_Problem to work on_: Begin at the line below that has "a precedence table." and stop after the line that has "Handle to a". Please restate only those lines, word for word.

_Records contained in a dataset_:

- - - -

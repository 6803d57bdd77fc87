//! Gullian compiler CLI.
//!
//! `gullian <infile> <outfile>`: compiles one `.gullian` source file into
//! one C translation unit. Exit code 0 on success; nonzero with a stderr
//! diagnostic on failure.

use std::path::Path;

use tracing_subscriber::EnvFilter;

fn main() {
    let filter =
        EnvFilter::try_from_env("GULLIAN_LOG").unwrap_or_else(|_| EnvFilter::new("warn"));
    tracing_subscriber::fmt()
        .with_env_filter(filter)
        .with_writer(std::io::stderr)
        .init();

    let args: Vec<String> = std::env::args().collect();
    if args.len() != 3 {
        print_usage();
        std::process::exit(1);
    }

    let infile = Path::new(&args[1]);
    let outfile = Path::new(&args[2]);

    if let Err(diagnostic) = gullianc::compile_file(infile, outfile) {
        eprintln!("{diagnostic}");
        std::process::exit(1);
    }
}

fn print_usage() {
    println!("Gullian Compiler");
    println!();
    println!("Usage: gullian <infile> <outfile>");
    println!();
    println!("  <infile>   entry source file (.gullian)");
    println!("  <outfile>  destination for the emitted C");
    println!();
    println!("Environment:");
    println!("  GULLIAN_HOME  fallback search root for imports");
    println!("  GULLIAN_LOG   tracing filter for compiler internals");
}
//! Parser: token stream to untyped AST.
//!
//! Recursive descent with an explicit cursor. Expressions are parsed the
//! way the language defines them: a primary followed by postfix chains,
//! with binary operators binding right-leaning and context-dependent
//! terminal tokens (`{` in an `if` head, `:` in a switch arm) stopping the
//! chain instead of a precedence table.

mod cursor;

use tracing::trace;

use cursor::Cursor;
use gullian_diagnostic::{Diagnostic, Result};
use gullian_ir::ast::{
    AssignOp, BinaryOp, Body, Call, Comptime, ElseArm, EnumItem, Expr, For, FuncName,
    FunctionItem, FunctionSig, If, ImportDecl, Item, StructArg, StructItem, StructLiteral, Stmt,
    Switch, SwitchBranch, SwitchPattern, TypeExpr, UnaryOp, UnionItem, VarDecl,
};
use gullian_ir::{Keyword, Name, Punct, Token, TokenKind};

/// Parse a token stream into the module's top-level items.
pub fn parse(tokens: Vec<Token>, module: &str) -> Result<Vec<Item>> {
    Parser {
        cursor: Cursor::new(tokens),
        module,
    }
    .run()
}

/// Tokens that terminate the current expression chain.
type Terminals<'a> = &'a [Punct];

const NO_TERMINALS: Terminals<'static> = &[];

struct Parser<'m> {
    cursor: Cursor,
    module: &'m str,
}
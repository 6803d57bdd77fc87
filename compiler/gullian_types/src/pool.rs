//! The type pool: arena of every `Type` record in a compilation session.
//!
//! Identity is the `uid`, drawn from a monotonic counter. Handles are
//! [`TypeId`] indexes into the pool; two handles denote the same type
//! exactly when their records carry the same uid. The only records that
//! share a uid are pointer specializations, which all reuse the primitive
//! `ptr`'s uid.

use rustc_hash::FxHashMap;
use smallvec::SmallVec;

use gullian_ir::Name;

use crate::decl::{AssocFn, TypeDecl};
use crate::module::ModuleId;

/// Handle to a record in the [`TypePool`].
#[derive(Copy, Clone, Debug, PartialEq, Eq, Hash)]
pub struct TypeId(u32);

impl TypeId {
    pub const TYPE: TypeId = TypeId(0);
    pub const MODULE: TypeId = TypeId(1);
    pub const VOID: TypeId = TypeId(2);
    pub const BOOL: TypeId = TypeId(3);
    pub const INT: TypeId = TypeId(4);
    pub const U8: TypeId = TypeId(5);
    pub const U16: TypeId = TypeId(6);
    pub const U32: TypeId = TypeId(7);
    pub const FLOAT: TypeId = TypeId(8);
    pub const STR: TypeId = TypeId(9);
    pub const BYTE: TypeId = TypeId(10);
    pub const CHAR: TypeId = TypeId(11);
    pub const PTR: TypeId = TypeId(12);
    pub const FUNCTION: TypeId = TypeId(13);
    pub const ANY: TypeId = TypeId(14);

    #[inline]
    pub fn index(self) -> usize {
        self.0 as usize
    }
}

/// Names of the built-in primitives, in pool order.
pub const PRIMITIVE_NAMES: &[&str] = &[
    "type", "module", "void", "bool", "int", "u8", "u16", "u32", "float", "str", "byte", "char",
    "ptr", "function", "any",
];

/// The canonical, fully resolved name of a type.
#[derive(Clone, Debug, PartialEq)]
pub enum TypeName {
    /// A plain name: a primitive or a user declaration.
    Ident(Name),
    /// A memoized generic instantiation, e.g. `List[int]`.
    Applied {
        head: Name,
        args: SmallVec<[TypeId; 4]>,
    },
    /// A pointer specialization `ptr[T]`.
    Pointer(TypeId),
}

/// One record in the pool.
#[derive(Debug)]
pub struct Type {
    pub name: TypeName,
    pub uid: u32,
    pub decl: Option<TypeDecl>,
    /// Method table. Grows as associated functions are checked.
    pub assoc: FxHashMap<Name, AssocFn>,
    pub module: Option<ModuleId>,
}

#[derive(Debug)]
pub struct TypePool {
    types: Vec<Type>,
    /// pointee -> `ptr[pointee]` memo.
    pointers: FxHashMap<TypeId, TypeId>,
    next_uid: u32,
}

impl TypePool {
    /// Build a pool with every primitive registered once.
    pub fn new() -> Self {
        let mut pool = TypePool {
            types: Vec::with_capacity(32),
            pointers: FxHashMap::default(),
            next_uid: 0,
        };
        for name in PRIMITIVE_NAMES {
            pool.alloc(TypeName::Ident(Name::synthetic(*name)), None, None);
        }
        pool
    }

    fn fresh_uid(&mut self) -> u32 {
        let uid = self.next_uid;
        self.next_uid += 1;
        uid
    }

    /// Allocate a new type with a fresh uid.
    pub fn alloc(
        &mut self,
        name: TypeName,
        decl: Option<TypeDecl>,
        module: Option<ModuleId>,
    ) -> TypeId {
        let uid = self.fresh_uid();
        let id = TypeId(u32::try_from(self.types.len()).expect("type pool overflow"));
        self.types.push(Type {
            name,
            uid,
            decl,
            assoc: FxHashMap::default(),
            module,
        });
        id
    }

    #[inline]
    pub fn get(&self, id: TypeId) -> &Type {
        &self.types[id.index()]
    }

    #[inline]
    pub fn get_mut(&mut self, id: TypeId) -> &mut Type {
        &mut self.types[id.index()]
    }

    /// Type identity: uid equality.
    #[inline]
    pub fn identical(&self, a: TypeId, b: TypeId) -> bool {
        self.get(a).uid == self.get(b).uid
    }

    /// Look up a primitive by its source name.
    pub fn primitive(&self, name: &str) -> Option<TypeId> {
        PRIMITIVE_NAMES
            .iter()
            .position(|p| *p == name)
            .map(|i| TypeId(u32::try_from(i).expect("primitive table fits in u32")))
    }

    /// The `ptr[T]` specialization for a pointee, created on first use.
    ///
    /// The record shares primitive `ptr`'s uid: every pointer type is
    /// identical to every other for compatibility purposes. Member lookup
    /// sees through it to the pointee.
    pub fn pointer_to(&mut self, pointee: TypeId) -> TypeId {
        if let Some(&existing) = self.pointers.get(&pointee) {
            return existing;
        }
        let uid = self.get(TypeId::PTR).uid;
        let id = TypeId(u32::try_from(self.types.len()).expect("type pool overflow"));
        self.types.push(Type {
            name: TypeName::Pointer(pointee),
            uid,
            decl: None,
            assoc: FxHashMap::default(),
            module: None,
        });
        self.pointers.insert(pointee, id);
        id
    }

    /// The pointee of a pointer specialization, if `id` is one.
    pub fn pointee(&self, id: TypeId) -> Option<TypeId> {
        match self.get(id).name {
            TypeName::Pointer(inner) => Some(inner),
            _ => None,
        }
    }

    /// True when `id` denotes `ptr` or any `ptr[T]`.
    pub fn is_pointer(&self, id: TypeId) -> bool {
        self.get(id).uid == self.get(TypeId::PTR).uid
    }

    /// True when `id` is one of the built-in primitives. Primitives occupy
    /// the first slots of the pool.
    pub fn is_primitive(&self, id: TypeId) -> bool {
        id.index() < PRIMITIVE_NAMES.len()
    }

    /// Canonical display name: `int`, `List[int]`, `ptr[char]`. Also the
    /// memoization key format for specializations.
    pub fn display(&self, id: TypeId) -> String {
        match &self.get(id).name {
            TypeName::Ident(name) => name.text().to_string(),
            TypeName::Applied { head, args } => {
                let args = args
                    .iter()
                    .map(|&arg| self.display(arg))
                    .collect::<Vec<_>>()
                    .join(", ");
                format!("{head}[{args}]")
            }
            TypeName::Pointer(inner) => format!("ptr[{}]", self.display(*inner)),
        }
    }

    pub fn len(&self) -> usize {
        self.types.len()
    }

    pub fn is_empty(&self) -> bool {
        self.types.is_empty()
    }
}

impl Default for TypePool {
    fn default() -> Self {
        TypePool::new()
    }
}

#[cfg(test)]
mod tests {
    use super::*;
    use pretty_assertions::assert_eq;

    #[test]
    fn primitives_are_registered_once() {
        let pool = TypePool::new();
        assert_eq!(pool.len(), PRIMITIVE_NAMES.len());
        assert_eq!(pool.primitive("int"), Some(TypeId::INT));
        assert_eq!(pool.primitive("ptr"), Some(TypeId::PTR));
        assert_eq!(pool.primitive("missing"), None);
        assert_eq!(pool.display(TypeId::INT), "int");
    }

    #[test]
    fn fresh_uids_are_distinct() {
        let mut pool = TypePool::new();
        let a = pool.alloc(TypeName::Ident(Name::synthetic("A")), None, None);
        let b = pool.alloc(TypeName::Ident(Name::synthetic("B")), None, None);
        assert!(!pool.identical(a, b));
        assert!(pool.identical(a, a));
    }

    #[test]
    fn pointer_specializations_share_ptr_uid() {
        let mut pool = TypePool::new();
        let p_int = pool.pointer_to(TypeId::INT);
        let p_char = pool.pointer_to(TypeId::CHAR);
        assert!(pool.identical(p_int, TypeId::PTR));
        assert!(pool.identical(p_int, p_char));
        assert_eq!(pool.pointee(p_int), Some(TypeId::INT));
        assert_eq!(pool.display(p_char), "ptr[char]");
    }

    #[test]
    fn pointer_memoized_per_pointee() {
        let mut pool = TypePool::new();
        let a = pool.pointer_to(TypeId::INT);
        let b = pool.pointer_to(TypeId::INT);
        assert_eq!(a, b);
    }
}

- - - -

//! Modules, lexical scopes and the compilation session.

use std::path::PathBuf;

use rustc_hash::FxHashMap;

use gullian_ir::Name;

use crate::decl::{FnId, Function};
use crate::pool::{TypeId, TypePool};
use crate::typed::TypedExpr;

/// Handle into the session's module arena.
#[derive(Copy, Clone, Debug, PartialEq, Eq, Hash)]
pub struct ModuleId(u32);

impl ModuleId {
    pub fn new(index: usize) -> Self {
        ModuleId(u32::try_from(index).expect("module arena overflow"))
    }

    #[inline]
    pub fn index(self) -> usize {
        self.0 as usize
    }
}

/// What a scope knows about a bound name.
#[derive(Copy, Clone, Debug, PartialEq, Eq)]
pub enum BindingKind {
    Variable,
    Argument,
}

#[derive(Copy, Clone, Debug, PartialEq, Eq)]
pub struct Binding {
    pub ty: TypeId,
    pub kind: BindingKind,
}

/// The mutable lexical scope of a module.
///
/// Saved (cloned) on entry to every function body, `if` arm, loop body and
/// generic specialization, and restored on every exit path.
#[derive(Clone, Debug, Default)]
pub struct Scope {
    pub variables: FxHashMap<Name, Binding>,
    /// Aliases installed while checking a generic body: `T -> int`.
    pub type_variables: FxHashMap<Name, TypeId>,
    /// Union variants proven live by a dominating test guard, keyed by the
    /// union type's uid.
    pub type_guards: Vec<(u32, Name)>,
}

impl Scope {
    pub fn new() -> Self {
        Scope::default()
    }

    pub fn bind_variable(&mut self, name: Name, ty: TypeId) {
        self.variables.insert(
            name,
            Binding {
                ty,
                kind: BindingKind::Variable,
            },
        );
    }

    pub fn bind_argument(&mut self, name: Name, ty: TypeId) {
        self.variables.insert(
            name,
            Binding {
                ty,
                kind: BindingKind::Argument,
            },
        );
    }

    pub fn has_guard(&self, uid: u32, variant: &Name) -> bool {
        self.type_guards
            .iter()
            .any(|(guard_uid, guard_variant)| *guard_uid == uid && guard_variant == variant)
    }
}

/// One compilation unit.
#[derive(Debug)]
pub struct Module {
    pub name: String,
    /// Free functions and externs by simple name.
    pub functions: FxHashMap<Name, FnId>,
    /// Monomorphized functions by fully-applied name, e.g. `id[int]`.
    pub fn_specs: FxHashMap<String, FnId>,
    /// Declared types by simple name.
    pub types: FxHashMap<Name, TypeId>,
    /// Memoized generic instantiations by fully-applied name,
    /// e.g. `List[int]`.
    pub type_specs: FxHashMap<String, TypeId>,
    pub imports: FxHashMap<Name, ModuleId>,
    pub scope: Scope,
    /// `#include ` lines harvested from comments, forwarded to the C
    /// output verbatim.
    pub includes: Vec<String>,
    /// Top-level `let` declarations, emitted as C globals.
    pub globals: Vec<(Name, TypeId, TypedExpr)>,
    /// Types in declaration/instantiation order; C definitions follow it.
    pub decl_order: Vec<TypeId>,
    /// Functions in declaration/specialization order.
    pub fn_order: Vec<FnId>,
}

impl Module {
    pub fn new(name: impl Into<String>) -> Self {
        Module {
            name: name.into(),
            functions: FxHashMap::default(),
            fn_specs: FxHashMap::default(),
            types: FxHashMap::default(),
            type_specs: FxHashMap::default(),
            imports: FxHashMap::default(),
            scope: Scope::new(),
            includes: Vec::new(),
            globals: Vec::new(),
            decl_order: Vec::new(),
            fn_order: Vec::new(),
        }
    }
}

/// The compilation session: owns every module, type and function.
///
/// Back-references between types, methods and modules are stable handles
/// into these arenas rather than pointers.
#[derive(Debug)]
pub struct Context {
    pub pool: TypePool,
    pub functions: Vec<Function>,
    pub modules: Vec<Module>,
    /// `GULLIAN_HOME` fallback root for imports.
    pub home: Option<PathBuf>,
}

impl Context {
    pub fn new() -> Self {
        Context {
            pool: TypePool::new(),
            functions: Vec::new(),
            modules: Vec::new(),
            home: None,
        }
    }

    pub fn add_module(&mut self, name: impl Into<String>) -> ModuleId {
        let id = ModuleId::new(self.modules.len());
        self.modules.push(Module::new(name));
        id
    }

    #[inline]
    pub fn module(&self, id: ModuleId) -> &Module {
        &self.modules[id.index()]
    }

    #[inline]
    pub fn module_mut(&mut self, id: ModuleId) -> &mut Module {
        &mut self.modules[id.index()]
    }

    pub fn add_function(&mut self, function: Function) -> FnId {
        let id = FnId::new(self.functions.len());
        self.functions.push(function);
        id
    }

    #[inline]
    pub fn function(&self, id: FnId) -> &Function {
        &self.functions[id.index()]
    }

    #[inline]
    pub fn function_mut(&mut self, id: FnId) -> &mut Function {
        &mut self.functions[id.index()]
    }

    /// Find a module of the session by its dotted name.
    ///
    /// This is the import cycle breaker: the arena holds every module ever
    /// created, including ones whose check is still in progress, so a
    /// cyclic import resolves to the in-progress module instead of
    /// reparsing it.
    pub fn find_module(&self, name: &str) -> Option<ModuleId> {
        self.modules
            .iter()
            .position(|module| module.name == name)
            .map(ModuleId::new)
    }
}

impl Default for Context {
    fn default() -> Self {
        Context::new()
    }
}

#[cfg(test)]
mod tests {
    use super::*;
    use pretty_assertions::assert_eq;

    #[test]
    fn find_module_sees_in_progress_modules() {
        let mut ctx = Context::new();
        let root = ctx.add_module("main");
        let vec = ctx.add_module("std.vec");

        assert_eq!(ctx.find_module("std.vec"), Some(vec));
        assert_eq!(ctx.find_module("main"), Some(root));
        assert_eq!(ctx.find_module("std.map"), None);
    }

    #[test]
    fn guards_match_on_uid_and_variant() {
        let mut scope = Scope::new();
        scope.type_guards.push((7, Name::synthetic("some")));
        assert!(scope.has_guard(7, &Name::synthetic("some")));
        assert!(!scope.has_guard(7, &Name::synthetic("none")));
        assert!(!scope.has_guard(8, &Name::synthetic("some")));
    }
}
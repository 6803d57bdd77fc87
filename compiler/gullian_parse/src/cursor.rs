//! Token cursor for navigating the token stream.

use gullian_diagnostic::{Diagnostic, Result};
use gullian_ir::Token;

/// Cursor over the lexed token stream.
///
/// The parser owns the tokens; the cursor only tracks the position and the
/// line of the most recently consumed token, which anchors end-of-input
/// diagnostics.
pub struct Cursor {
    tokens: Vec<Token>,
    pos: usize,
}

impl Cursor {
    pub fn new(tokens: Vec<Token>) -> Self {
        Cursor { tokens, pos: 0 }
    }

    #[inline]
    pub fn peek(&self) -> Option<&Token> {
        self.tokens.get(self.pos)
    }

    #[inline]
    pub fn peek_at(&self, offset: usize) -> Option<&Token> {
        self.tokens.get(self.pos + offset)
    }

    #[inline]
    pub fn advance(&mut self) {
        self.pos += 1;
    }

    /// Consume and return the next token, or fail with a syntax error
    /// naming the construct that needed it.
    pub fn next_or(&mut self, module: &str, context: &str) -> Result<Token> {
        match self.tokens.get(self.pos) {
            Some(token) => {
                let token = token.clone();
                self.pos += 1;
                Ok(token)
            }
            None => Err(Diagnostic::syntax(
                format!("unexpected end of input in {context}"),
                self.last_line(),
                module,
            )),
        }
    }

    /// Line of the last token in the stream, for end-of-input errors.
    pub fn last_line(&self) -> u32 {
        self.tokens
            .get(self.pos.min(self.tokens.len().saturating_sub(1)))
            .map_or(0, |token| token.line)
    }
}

- - - -

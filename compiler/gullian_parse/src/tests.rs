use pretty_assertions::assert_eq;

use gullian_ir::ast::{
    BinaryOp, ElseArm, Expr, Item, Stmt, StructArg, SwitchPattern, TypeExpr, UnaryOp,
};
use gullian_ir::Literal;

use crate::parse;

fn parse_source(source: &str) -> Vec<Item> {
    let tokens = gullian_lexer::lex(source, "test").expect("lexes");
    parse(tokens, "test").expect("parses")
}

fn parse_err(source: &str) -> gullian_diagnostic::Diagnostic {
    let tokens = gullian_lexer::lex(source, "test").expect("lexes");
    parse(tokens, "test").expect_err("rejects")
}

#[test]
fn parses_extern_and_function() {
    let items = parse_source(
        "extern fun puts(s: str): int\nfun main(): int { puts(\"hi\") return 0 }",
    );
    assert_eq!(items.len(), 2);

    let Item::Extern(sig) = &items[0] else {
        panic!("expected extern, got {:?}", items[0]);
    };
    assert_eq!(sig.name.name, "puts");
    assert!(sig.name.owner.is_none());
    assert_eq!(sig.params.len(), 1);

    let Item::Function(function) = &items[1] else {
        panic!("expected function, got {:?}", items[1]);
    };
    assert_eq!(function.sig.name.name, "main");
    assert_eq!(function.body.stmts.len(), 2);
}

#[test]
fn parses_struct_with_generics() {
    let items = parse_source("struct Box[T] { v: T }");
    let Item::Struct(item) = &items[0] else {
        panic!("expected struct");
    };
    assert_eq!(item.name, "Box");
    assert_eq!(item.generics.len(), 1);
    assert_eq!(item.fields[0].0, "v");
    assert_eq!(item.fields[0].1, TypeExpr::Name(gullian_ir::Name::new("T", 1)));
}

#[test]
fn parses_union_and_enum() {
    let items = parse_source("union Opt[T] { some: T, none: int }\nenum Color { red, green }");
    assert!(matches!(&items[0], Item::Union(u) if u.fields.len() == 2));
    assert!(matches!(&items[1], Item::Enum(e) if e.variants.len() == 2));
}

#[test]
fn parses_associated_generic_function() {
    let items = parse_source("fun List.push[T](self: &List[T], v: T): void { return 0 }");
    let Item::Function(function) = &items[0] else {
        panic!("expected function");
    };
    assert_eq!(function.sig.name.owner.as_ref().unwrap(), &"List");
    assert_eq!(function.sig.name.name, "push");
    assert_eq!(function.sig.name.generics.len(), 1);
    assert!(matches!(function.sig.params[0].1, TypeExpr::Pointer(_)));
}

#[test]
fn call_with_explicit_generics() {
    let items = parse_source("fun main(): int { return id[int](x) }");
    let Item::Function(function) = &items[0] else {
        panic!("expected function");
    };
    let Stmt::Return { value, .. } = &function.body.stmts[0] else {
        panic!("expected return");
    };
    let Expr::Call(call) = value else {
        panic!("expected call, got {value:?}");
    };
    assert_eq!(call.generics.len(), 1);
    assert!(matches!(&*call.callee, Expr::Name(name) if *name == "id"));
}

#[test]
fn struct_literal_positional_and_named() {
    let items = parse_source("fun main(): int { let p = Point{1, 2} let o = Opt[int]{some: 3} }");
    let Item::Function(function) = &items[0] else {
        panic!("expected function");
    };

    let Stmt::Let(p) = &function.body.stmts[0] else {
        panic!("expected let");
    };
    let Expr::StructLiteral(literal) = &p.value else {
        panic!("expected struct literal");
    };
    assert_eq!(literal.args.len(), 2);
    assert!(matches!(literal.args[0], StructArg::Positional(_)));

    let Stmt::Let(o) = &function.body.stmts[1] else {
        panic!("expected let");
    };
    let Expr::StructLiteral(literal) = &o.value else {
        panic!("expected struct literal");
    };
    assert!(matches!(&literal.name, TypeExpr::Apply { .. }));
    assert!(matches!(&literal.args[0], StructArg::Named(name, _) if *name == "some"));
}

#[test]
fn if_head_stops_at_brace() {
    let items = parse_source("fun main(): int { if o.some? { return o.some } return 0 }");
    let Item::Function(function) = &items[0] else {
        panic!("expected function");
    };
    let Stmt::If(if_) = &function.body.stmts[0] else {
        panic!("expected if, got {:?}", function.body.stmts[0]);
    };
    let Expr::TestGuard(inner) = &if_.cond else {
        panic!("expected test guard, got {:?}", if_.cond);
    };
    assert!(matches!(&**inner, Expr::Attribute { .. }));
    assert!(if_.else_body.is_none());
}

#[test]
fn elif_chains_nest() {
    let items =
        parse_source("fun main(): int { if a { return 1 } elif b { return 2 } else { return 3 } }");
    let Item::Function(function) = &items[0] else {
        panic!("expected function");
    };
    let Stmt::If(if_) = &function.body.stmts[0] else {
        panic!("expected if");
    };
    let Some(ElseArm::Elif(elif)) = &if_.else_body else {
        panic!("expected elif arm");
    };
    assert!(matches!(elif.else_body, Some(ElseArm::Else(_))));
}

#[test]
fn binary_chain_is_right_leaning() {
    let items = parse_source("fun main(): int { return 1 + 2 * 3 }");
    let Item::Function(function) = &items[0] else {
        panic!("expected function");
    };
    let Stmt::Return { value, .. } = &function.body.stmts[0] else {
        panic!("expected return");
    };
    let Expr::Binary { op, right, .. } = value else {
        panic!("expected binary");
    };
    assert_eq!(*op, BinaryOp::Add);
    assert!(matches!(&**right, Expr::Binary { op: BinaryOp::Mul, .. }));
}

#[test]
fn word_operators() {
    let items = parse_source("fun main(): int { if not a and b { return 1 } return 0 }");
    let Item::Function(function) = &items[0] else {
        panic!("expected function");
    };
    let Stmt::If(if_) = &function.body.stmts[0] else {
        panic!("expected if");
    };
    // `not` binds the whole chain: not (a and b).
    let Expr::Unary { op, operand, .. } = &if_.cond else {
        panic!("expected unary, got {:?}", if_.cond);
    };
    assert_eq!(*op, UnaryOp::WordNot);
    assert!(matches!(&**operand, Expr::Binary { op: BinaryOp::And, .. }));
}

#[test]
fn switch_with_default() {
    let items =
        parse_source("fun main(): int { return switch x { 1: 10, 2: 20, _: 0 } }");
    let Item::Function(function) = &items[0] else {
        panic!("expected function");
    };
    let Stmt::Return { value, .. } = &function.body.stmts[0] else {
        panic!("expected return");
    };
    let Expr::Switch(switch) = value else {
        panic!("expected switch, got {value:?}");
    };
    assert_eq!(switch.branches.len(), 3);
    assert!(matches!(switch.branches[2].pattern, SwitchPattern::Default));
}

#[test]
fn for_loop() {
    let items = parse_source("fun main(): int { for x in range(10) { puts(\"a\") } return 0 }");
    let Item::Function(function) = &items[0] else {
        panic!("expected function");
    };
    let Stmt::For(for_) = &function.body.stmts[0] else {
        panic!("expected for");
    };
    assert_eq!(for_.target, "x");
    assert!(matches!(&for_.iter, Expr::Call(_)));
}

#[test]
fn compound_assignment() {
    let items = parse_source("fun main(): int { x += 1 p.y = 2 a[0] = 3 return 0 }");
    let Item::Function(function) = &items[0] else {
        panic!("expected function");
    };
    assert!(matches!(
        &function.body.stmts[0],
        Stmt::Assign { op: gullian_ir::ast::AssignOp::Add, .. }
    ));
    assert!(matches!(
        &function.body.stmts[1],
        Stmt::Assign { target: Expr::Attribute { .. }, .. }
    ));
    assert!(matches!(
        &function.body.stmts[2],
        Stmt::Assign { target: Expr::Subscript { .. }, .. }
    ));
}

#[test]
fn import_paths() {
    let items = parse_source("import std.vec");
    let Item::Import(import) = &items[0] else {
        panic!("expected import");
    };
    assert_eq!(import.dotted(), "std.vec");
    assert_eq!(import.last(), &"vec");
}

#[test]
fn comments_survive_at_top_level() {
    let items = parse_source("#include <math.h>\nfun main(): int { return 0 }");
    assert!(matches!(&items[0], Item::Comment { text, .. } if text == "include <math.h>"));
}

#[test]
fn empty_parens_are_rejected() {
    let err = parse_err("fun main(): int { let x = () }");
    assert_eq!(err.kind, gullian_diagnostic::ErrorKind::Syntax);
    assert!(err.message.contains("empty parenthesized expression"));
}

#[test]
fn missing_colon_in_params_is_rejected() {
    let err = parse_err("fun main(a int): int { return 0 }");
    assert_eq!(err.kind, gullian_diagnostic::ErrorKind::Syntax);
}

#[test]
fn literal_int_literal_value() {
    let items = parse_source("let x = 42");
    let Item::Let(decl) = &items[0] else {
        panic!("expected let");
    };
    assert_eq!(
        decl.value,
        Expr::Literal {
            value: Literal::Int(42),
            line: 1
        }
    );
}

- - - -

_Exercise answer_:
//! chain instead of a precedence table.

mod cursor;

use tracing::trace;

use cursor::Cursor;
use gullian_diagnostic::{Diagnostic, Result};
use gullian_ir::ast::{
    AssignOp, BinaryOp, Body, Call, Comptime, ElseArm, EnumItem, Expr, For, FuncName,
    FunctionItem, FunctionSig, If, ImportDecl, Item, StructArg, StructItem, StructLiteral, Stmt,
    Switch, SwitchBranch, SwitchPattern, TypeExpr, UnaryOp, UnionItem, VarDecl,
};
use gullian_ir::{Keyword, Name, Punct, Token, TokenKind};

/// Parse a token stream into the module's top-level items.
pub fn parse(tokens: Vec<Token>, module: &str) -> Result<Vec<Item>> {
    Parser {
        cursor: Cursor::new(tokens),
        module,
    }
    .run()
}

/// Tokens that terminate the current expression chain.
type Terminals<'a> = &'a [Punct];

const NO_TERMINALS: Terminals<'static> = &[];

struct Parser<'m> {
    cursor: Cursor,
    module: &'m str,
}
repository 6803d57bdd77fc87
filename compiler/gullian_types/src/pool.rs
//! The type pool: arena of every `Type` record in a compilation session.
//!
//! Identity is the `uid`, drawn from a monotonic counter. Handles are
//! [`TypeId`] indexes into the pool; two handles denote the same type
//! exactly when their records carry the same uid. The only records that
//! share a uid are pointer specializations, which all reuse the primitive
//! `ptr`'s uid.

use rustc_hash::FxHashMap;
use smallvec::SmallVec;

use gullian_ir::Name;

use crate::decl::{AssocFn, TypeDecl};
use crate::module::ModuleId;

/// Handle to a record in the [`TypePool`].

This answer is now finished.